Le preguntó qué quería beber, y ella respondió, distraída, una copita. ¿Para qué quería una maleta, si no iba más que a llevarlos?

– Pero -prosiguió ella con una sonrisa un poco crispada- usted no necesita una maleta puesto que no se queda.

– Sí, paso quince días en familia…

– ¡Quince días! -exclamó Iris-, pero me había dicho…

– Yo no le había dicho nada, querida. Es usted la que lo ha interpretado.

– ¡Es falso! ¡Miente! Me había dicho que…

– Yo no miento. Le había dicho que volvía antes que ellos, pero no que iba y volvía…

Ella se esforzó en ocultar su decepción, intentó dominar el temblor de su voz, pero la decepción era demasiado fuerte. Se bebió la copa de champán de golpe y pidió otra.

– Bebe usted demasiado, Iris…

– Hago lo que quiero -farfulló ella, furiosa-. ¡Me ha mentido usted!

– ¡Yo no he mentido, ha sido usted quien ha fabulado!

Apareció un destello de cólera en sus ojos, y la miró fijamente con furor. Ella se sintió como el niño que ha hecho algo muy malo y es castigado.

– ¡Sí! ¡Es usted un mentiroso! ¡Un mentiroso! -gritó, fuera de sí.

El camarero que recogía la mesa vecina les lanzó una mirada de sorpresa. Ella había roto la tranquilidad aterciopelada del lugar.

– Me había prometido…

– Yo no le prometí nada. Ahora bien, si quiere pensar así, es usted muy libre. No volveré a entrar en esta estúpida polémica.

Su voz era cortante, dura. Como si ya se hubiese refugiado en su isla. Iris tomó la copa que el camarero acababa de traer y hundió su nariz en el cristal.

– ¿Y yo qué voy a hacer, entonces?

Le preguntaba a él, pero, de hecho, se estaba hablando a sí misma. Yo que he esperado este mes de agosto con tanta impaciencia, que había imaginado noches de amor, de besos, de cenas en terraza. Una luna de miel antes de la auténtica, la oficial. Creyó que estaba muy decidida esa luna de miel.

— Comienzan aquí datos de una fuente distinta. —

//! API DTOs

use chrono::{DateTime, Utc};
use kernel::role::UserRole;
use serde::{Deserialize, Serialize};
use validator::Validate;

use crate::domain::entity::audit_log::AuditLog;

#[derive(Debug, Clone, Deserialize, Validate)]
#[serde(rename_all = "camelCase")]
pub struct RecordLogRequest {
    #[validate(length(min = 1, max = 100))]
    pub event_type: String,
    #[validate(length(min = 1, max = 50))]
    pub source: String,
    #[validate(length(min = 1, max = 64))]
    pub actor_id: Option<String>,
    pub actor_role: Option<UserRole>,
    #[validate(length(min = 1, max = 128))]
    pub target_id: Option<String>,
    #[validate(length(max = 64))]
    pub ip_address: Option<String>,
    #[serde(default)]
    pub metadata: serde_json::Value,
    /// Defaults to the time of receipt
    pub occurred_at: Option<DateTime<Utc>>,
}

#[derive(Debug, Clone, Serialize)]
#[serde(rename_all = "camelCase")]
pub struct RecordLogResponse {
    pub id: String,
    pub content_hash: String,
    pub anchor_status: String,
}

#[derive(Debug, Clone, Deserialize, Validate)]
#[serde(rename_all = "camelCase")]
pub struct ListLogsQuery {
    pub actor_id: Option<String>,
    pub event_type: Option<String>,
    #[validate(range(min = 1, max = 200, message = "must be between 1 and 200"))]
    pub limit: Option<i64>,
}

#[derive(Debug, Clone, Serialize)]
#[serde(rename_all = "camelCase")]
pub struct AuditLogResponse {
    pub id: String,
    pub event_type: String,
    pub source: String,
    pub actor_id: Option<String>,
    pub actor_role: Option<UserRole>,
    pub target_id: Option<String>,
    pub ip_address: Option<String>,
    pub metadata: serde_json::Value,
    pub occurred_at: DateTime<Utc>,
    pub content_hash: String,
    pub anchor_status: String,
    pub anchor_tx_hash: Option<String>,
    pub anchor_error: Option<String>,
    pub anchor_attempts: i16,
    pub anchored_at: Option<DateTime<Utc>>,
}

impl From<AuditLog> for AuditLogResponse {
    fn from(log: AuditLog) -> Self {
        Self {
            id: log.id.to_string(),
            content_hash: log.content_hash.to_hex(),
            anchor_status: log.anchor.status.code().to_string(),
            anchor_tx_hash: log.anchor.tx_hash,
            anchor_error: log.anchor.error,
            anchor_attempts: log.anchor.attempts,
            anchored_at: log.anchor.anchored_at,
            event_type: log.record.event_type,
            source: log.record.source,
            actor_id: log.record.actor_id,
            actor_role: log.record.actor_role,
            target_id: log.record.target_id,
            ip_address: log.record.ip_address,
            metadata: log.record.metadata,
            occurred_at: log.record.occurred_at,
        }
    }
}

#[derive(Debug, Clone, Serialize)]
#[serde(rename_all = "camelCase")]
pub struct ListLogsResponse {
    pub logs: Vec<AuditLogResponse>,
}

#[derive(Debug, Clone, Serialize)]
#[serde(rename_all = "camelCase")]
pub struct VerifyLogResponse {
    pub id: String,
    pub intact: bool,
    pub stored_hash: String,
    pub computed_hash: String,
    pub anchor_status: String,
    pub anchor_tx_hash: Option<String>,
}
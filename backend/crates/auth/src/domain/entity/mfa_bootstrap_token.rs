//! MFA Bootstrap Token
//!
//! One-time credential that lets a user who cannot pass the TOTP check yet
//! (new staff account, lost authenticator) enrol a fresh secret. Only the
//! SHA-256 of the secret is stored.

use chrono::{DateTime, Duration, Utc};
use derive_more::Display;
use platform::crypto::{hash_secret, random_token};
use uuid::Uuid;

use crate::domain::value_object::user_id::UserId;

/// How the token reached the user
#[derive(Debug, Clone, Copy, PartialEq, Eq, Display)]
pub enum BootstrapChannel {
    /// Self-service, mailed to the account address
    #[display("email")]
    Email,
    /// Issued by an administrator and handed over out of band
    #[display("admin")]
    Admin,
}

impl BootstrapChannel {
    pub fn ttl(&self) -> Duration {
        match self {
            Self::Email => Duration::minutes(15),
            Self::Admin => Duration::hours(24),
        }
    }

    pub fn from_code(code: &str) -> Option<Self> {
        match code {
            "email" => Some(Self::Email),
            "admin" => Some(Self::Admin),
            _ => None,
        }
    }
}

#[derive(Debug, Clone)]
pub struct MfaBootstrapToken {
    pub token_id: Uuid,
    pub user_id: UserId,
    pub secret_hash: Vec<u8>,
    pub channel: BootstrapChannel,
    pub expires_at: DateTime<Utc>,
    pub used_at: Option<DateTime<Utc>>,
    pub created_at: DateTime<Utc>,
}

impl MfaBootstrapToken {
    /// Minimum spacing between self-service requests
    pub const REQUEST_COOLDOWN_SECS: i64 = 60;
    const SECRET_BYTES: usize = 32;

    /// New token and its clear-text secret (shown or mailed once)
    pub fn issue(user_id: UserId, channel: BootstrapChannel, now: DateTime<Utc>) -> (Self, String) {
        let secret = random_token(Self::SECRET_BYTES);
        let token = Self {
            token_id: Uuid::new_v4(),
            user_id,
            secret_hash: hash_secret(&secret),
            channel,
            expires_at: now + channel.ttl(),
            used_at: None,
            created_at: now,
        };
        (token, secret)
    }

    /// Unused and not yet expired
    pub fn is_usable_at(&self, now: DateTime<Utc>) -> bool {
        self.used_at.is_none() && now < self.expires_at
    }

    pub fn is_usable(&self) -> bool {
        self.is_usable_at(Utc::now())
    }

    /// Still inside the cooldown of a previous request
    pub fn blocks_new_request_at(&self, now: DateTime<Utc>) -> bool {
        now < self.created_at + Duration::seconds(Self::REQUEST_COOLDOWN_SECS)
    }
}

#[cfg(test)]
mod tests {
    use super::*;

    #[test]
    fn test_is_usable_gates_on_expiry_and_use() {
        let now = Utc::now();
        let (mut token, secret) = MfaBootstrapToken::issue(UserId::new(), BootstrapChannel::Email, now);

        assert_eq!(token.secret_hash, hash_secret(&secret));
        assert!(token.is_usable_at(now));
        assert!(token.is_usable_at(now + Duration::minutes(14)));
        assert!(!token.is_usable_at(now + Duration::minutes(15)));

        token.used_at = Some(now);
        assert!(!token.is_usable_at(now));
    }

    #[test]
    fn test_admin_tokens_last_a_day() {
        let now = Utc::now();
        let (token, _) = MfaBootstrapToken::issue(UserId::new(), BootstrapChannel::Admin, now);
        assert!(token.is_usable_at(now + Duration::hours(23)));
        assert_eq!(token.channel.to_string(), "admin");
    }

    #[test]
    fn test_cooldown() {
        let now = Utc::now();
        let (token, _) = MfaBootstrapToken::issue(UserId::new(), BootstrapChannel::Email, now);
        assert!(token.blocks_new_request_at(now + Duration::seconds(59)));
        assert!(!token.blocks_new_request_at(now + Duration::seconds(60)));
    }
}
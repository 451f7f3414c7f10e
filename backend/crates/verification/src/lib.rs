//! Identity Verification Backend Module
//!
//! Users upload identity document metadata (image URLs, document type) for
//! review by LGU staff.
//!
//! - One pending or verified record per user
//! - The uploader may withdraw a pending upload for 24 hours
//! - Reviewers decide once; a rejection carries a reason
//! - The sweeper expires uploads nobody reviewed within 30 days

pub mod application;
pub mod domain;
pub mod error;
pub mod infra;
pub mod presentation;


pub use application::{VerificationConfig, expire_stale};
pub use domain::{VerificationRepository, VerificationStore};
pub use error::{VerificationError, VerificationResult};
pub use infra::PgVerificationRepository;
pub use presentation::{VerificationAppState, verification_router, verification_routes};
//! Infrastructure Layer

#[cfg(test)]
pub mod memory;
pub mod postgres;

pub use postgres::PgProviderRepository;
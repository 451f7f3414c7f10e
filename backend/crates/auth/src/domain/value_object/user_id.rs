use kernel::id::Id;

/// Internal user identifier; never leaves the auth service
pub struct UserMarker;
pub type UserId = Id<UserMarker>;

#[cfg(test)]
mod tests {
    use super::*;

    #[test]
    fn test_user_id_is_v4() {
        assert_eq!(UserId::new().as_uuid().get_version_num(), 4);
    }
}
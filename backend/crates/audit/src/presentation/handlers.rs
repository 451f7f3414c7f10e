//! HTTP Handlers
//!
//! Every route sits behind `require_service_auth`; callers are services,
//! not browsers.

use axum::Json;
use axum::extract::{Path, Query, State};
use axum::http::StatusCode;
use chrono::Utc;
use platform::validation::{ValidatedJson, validation_error};
use std::sync::Arc;
use validator::Validate;

use crate::application::config::AuditConfig;
use crate::application::{AnchorUseCase, AuditQueryUseCase, RecordLogUseCase};
use crate::domain::anchor::AnchorClient;
use crate::domain::entity::audit_log::AuditRecord;
use crate::domain::repository::{AuditStore, LogFilter};
use crate::error::AuditResult;
use crate::presentation::dto::{
    AuditLogResponse, ListLogsQuery, ListLogsResponse, RecordLogRequest, RecordLogResponse,
    VerifyLogResponse,
};

const DEFAULT_PAGE_SIZE: i64 = 50;

pub struct AuditAppState<R, A>
where
    R: AuditStore,
    A: AnchorClient,
{
    pub repo: Arc<R>,
    /// `None` while no ledger is configured
    pub anchor: Option<Arc<A>>,
    pub config: Arc<AuditConfig>,
}

impl<R: AuditStore, A: AnchorClient> Clone for AuditAppState<R, A> {
    fn clone(&self) -> Self {
        Self {
            repo: self.repo.clone(),
            anchor: self.anchor.clone(),
            config: self.config.clone(),
        }
    }
}

impl<R: AuditStore, A: AnchorClient> AuditAppState<R, A> {
    pub fn new(repo: R, anchor: Option<A>, config: AuditConfig) -> Self {
        Self {
            repo: Arc::new(repo),
            anchor: anchor.map(Arc::new),
            config: Arc::new(config),
        }
    }

    pub fn anchoring(&self) -> Option<AnchorUseCase<R, A>> {
        self.anchor
            .as_ref()
            .map(|anchor| AnchorUseCase::new(self.repo.clone(), anchor.clone(), self.config.clone()))
    }
}

/// POST /api/audit/logs
pub async fn record_log<R: AuditStore, A: AnchorClient>(
    State(state): State<AuditAppState<R, A>>,
    ValidatedJson(req): ValidatedJson<RecordLogRequest>,
) -> AuditResult<(StatusCode, Json<RecordLogResponse>)> {
    let mut record = AuditRecord::new(req.event_type, req.source, req.occurred_at.unwrap_or_else(Utc::now));
    record.actor_id = req.actor_id;
    record.actor_role = req.actor_role;
    record.target_id = req.target_id;
    record.ip_address = req.ip_address;
    record.metadata = req.metadata;

    let anchoring = state.anchoring();
    let log = RecordLogUseCase::new(state.repo.clone(), anchoring.is_some())
        .execute(record)
        .await?;

    let response = RecordLogResponse {
        id: log.id.to_string(),
        content_hash: log.content_hash.to_hex(),
        anchor_status: log.anchor.status.code().to_string(),
    };
    if let Some(anchoring) = anchoring {
        anchoring.spawn(log);
    }

    Ok((StatusCode::CREATED, Json(response)))
}

/// GET /api/audit/logs
pub async fn list_logs<R: AuditStore, A: AnchorClient>(
    State(state): State<AuditAppState<R, A>>,
    Query(query): Query<ListLogsQuery>,
) -> AuditResult<Json<ListLogsResponse>> {
    query.validate().map_err(validation_error)?;

    let filter = LogFilter {
        actor_id: query.actor_id.filter(|s| !s.is_empty()),
        event_type: query.event_type.filter(|s| !s.is_empty()),
        limit: query
            .limit
            .unwrap_or(DEFAULT_PAGE_SIZE)
            .min(state.config.max_page_size),
    };
    let logs = AuditQueryUseCase::new(state.repo.clone()).list(&filter).await?;

    Ok(Json(ListLogsResponse {
        logs: logs.into_iter().map(AuditLogResponse::from).collect(),
    }))
}

/// GET /api/audit/logs/{id}
pub async fn get_log<R: AuditStore, A: AnchorClient>(
    State(state): State<AuditAppState<R, A>>,
    Path(id): Path<String>,
) -> AuditResult<Json<AuditLogResponse>> {
    let log = AuditQueryUseCase::new(state.repo.clone()).get(&id).await?;
    Ok(Json(log.into()))
}

/// GET /api/audit/logs/{id}/verify
pub async fn verify_log<R: AuditStore, A: AnchorClient>(
    State(state): State<AuditAppState<R, A>>,
    Path(id): Path<String>,
) -> AuditResult<Json<VerifyLogResponse>> {
    let report = AuditQueryUseCase::new(state.repo.clone()).verify(&id).await?;

    Ok(Json(VerifyLogResponse {
        id: report.log.id.to_string(),
        intact: report.intact,
        stored_hash: report.log.content_hash.to_hex(),
        computed_hash: report.computed_hash.to_hex(),
        anchor_status: report.log.anchor.status.code().to_string(),
        anchor_tx_hash: report.log.anchor.tx_hash,
    }))
}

Calló y esperó a que él hablara. El la miraba con una mueca de ligero desprecio.

– Es usted una niña, una niña mimada…

Ella estuvo a punto de responderle, tengo cuarenta y siete años y medio, y arrugas en el escote. Pero se contuvo a tiempo.

– Me esperará usted, ¿verdad? -ordenó él.

Ella suspiró, sí, y vació su copa. ¿Acaso tenía elección?

* * *

Marcel se había llevado a Josiane lejos a pasar la convalecencia. Había elegido, en un rutilante catálogo, un hermoso hotel en una bonita estación balnearia de Túnez y descansaba sobre la arena, bajo una sombrilla. Tenía miedo del sol y, mientras Josiane se exponía, él rumiaba a la sombra. A su lado, cubierto de protección total y de un sombrero amarillo limón, Júnior observaba el mar. Intentaba comprender el misterio de las olas y las mareas, de la atracción de la luna y del sol. A él tampoco le gustaban los rayos ardientes, y prefería quedarse al abrigo. En cuanto el sol bajaba, avanzaba hasta el borde del mar y se tiraba al agua a la velocidad de una bala de cañón. Giraba sobre sí mismo y extendía los brazos, lanzando agua como las ruedas de un molino enloquecido, y después volvía a tumbarse sobre la toalla resoplando como una ballena.

Josiane le observaba, emocionada.

– Me gusta verle en el agua… Al menos cuando se baña, parece un niño de su edad. Porque si no… no dejo de hacerme preguntas. Este niño no es normal, Marcel, ¡este niño simplemente no es normal!